İzmir Büyükşehir Belediye Lideri Tunç Soyer, “Şehirler bizim yuvamızdır. 2007 yılından itibaren dünyamızın kentlerinde kırsal alanlardan daha fazla insan yaşamaya başladı. 2021’de kentlerde yaşayan beşerler dünya nüfusunun yüzde 56’sını oluşturuyordu. Bu oranın 2050’de yüzde 68’e çıkması bekleniyor. Yazık ki kentlerin ekosistemle bağları koptukça, dünyadaki hayatın büyük bir yıkımla karşılaştığını acı bir halde öğreniyoruz. İklim krizi artık hepimizin ömrünü etkiliyor. Umutlarımızla birlikte biyolojik çeşitliliği ve ömür alanlarımızı da kaybediyoruz. Yaşadığımız felaketler, sarsıntılar, seller, orman yangınları… Başka yandan tüm alışkanlıklarımızı değiştiren COVID 19 pandemisi üzere global salgınlar… Yuvamızı, yeni kentlerimizi bu felaketler karşısında herkesin can güvenliğini koruyarak geliştirmek zorundayız. Kentsel Bölgesel Araştırma Ağı işte bu yüzden çok bedelli bir yapı. Sarsıntılarda meskenlerin yıkılmadığı, her yağmurda sular altında kalmayan, afetlere dirençli kentleri fakat bu türlü ağlara kulak vererek kurabiliriz” diye konuştu.
“Cesur adımlar atmalıyız”
Eylül 2021’de UCLG Kültür Tepesi’ni düzenlediklerini ve döngüsel kültür kavramını ortaya koyduklarını hatırlatan Lider Soyer, “Depreme, iklim krizine ve afetlere dirençli kentler inşa etmek istiyorsak, kaybedecek tek bir saniyemiz yok. Kentlerimizi ömür ağının ayrılmaz bir kesimi olarak geliştirmek için gözü pek adımlar atmalıyız. Biz İzmir’de bu adımları ‘döngüsel şehircilik’ olarak tanımladık. Biz İzmir’de şunu söylüyoruz. ‘Başka bir şehircilik mümkün, Öteki bir kent planlaması mümkün’. İşte bu bakış açımızı somut bir strateji olarak hayata geçirmek niyetiyle İzmir Planlama Ajansı’nı kurduk. Bizim İzmir’deki en temel problemimiz inançlı, insan onuruna yakışır bir hayatı herkes için mümkün kılmak. Öbür bir dünyanın, öbür bir ömrün, öbür bir şehirciliğin temellerini atmak. geleceğin kentleri unutan değil, hatırlayan kentler olmak zorunda” diye konuştu.

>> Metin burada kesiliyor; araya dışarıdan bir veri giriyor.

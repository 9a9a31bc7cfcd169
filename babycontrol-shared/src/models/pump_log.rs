/// Breast pump logs
///
/// `duration_minutes` comes from the start/end times; `total_amount` defaults
/// to left + right when the caller doesn't give one.

use chrono::{DateTime, Utc};
use serde::{Deserialize, Serialize};
use sqlx::PgPool;
use uuid::Uuid;

use super::activity_log::{duration_minutes, ActivityKind, ActivityLog};

#[derive(Debug, Clone, Serialize, Deserialize, sqlx::FromRow)]
pub struct PumpLog {
    pub id: Uuid,
    pub family_id: Uuid,
    pub baby_id: Uuid,
    pub caretaker_id: Option<Uuid>,
    pub start_time: DateTime<Utc>,
    pub end_time: Option<DateTime<Utc>>,
    pub duration_minutes: Option<i32>,
    pub left_amount: Option<f64>,
    pub right_amount: Option<f64>,
    pub total_amount: Option<f64>,
    pub unit_abbr: Option<String>,
    pub notes: Option<String>,
    pub created_at: DateTime<Utc>,
    pub updated_at: DateTime<Utc>,
    #[serde(skip_serializing_if = "Option::is_none")]
    pub deleted_at: Option<DateTime<Utc>>,
}

impl ActivityLog for PumpLog {
    const KIND: ActivityKind = ActivityKind::Pump;
    const TABLE: &'static str = "pump_logs";
    const TIME_COLUMN: &'static str = "start_time";

    fn id(&self) -> Uuid {
        self.id
    }

    fn baby_id(&self) -> Uuid {
        self.baby_id
    }

    fn occurred_at(&self) -> DateTime<Utc> {
        self.start_time
    }
}

#[derive(Debug, Clone)]
pub struct PumpLogInput {
    pub baby_id: Uuid,
    pub start_time: DateTime<Utc>,
    pub end_time: Option<DateTime<Utc>>,
    pub left_amount: Option<f64>,
    pub right_amount: Option<f64>,
    pub total_amount: Option<f64>,
    pub unit_abbr: Option<String>,
    pub notes: Option<String>,
}

impl PumpLogInput {
    /// Explicit total, else the sum of whichever sides were recorded
    pub fn effective_total(&self) -> Option<f64> {
        self.total_amount.or(match (self.left_amount, self.right_amount) {
            (None, None) => None,
            (left, right) => Some(left.unwrap_or(0.0) + right.unwrap_or(0.0)),
        })
    }
}

#[derive(Debug, Clone, Default)]
pub struct PumpLogPatch {
    pub start_time: Option<DateTime<Utc>>,
    pub end_time: Option<DateTime<Utc>>,
    pub left_amount: Option<f64>,
    pub right_amount: Option<f64>,
    pub total_amount: Option<f64>,
    pub unit_abbr: Option<String>,
    pub notes: Option<String>,
}

impl PumpLogPatch {
    pub fn apply(self, current: &PumpLog) -> PumpLogInput {
        let sides_changed = self.left_amount.is_some() || self.right_amount.is_some();

        PumpLogInput {
            baby_id: current.baby_id,
            start_time: self.start_time.unwrap_or(current.start_time),
            end_time: self.end_time.or(current.end_time),
            left_amount: self.left_amount.or(current.left_amount),
            right_amount: self.right_amount.or(current.right_amount),
            // Changing a side recomputes the total unless one is given
            total_amount: match self.total_amount {
                Some(total) => Some(total),
                None if sides_changed => None,
                None => current.total_amount,
            },
            unit_abbr: self.unit_abbr.or_else(|| current.unit_abbr.clone()),
            notes: self.notes.or_else(|| current.notes.clone()),
        }
    }
}

impl PumpLog {
    pub async fn create(
        pool: &PgPool,
        family_id: Uuid,
        caretaker_id: Option<Uuid>,
        input: PumpLogInput,
    ) -> Result<Self, sqlx::Error> {
        let total = input.effective_total();

        sqlx::query_as::<_, PumpLog>(
            r#"
            INSERT INTO pump_logs (family_id, baby_id, caretaker_id, start_time, end_time,
                                   duration_minutes, left_amount, right_amount, total_amount,
                                   unit_abbr, notes)
            VALUES ($1, $2, $3, $4, $5, $6, $7, $8, $9, $10, $11)
            RETURNING *
            "#,
        )
        .bind(family_id)
        .bind(input.baby_id)
        .bind(caretaker_id)
        .bind(input.start_time)
        .bind(input.end_time)
        .bind(duration_minutes(input.start_time, input.end_time))
        .bind(input.left_amount)
        .bind(input.right_amount)
        .bind(total)
        .bind(input.unit_abbr)
        .bind(input.notes)
        .fetch_one(pool)
        .await
    }

    pub async fn replace(
        pool: &PgPool,
        family_id: Uuid,
        id: Uuid,
        input: PumpLogInput,
    ) -> Result<Option<Self>, sqlx::Error> {
        let total = input.effective_total();

        sqlx::query_as::<_, PumpLog>(
            r#"
            UPDATE pump_logs
            SET start_time = $3, end_time = $4, duration_minutes = $5, left_amount = $6,
                right_amount = $7, total_amount = $8, unit_abbr = $9, notes = $10,
                updated_at = NOW()
            WHERE id = $1 AND family_id = $2 AND deleted_at IS NULL
            RETURNING *
            "#,
        )
        .bind(id)
        .bind(family_id)
        .bind(input.start_time)
        .bind(input.end_time)
        .bind(duration_minutes(input.start_time, input.end_time))
        .bind(input.left_amount)
        .bind(input.right_amount)
        .bind(total)
        .bind(input.unit_abbr)
        .bind(input.notes)
        .fetch_optional(pool)
        .await
    }
}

Baba: “İyi planlama yapmak lazım”
İzmir Yüksek Teknoloji Enstitüsü Rektör Yardımcısı Prof. Dr. Alper Baba, “Son periyotta inanılmaz taşkınlar oluşuyor, doğal afetler başladı. Anadolu plakası yer kabuğu açısından çok faal. Güzel bir planlama gerekiyor. Planlama, birlikte çalışma, mevcut dataların tahlili çok değerli. Kamu kurumlarının sahip çıkması gerekiyor. İzmir’de önemli kaynaklar ayrılmış. Taşkınlar da zelzeleler de göreceğiz. Uygun planlama yapmak lazım” dedi.
Son devirdeki zelzeleler ve bu bölgelerdeki yapı stokları hakkında konuşan İzmir Yüksek Teknoloji Enstitüsü Mimarlık Fakültesi Dekanı Fehmi Doğan ise, “Konut kesimi kabul edilebilir seviyede üretim sağlamamaktadır” dedi.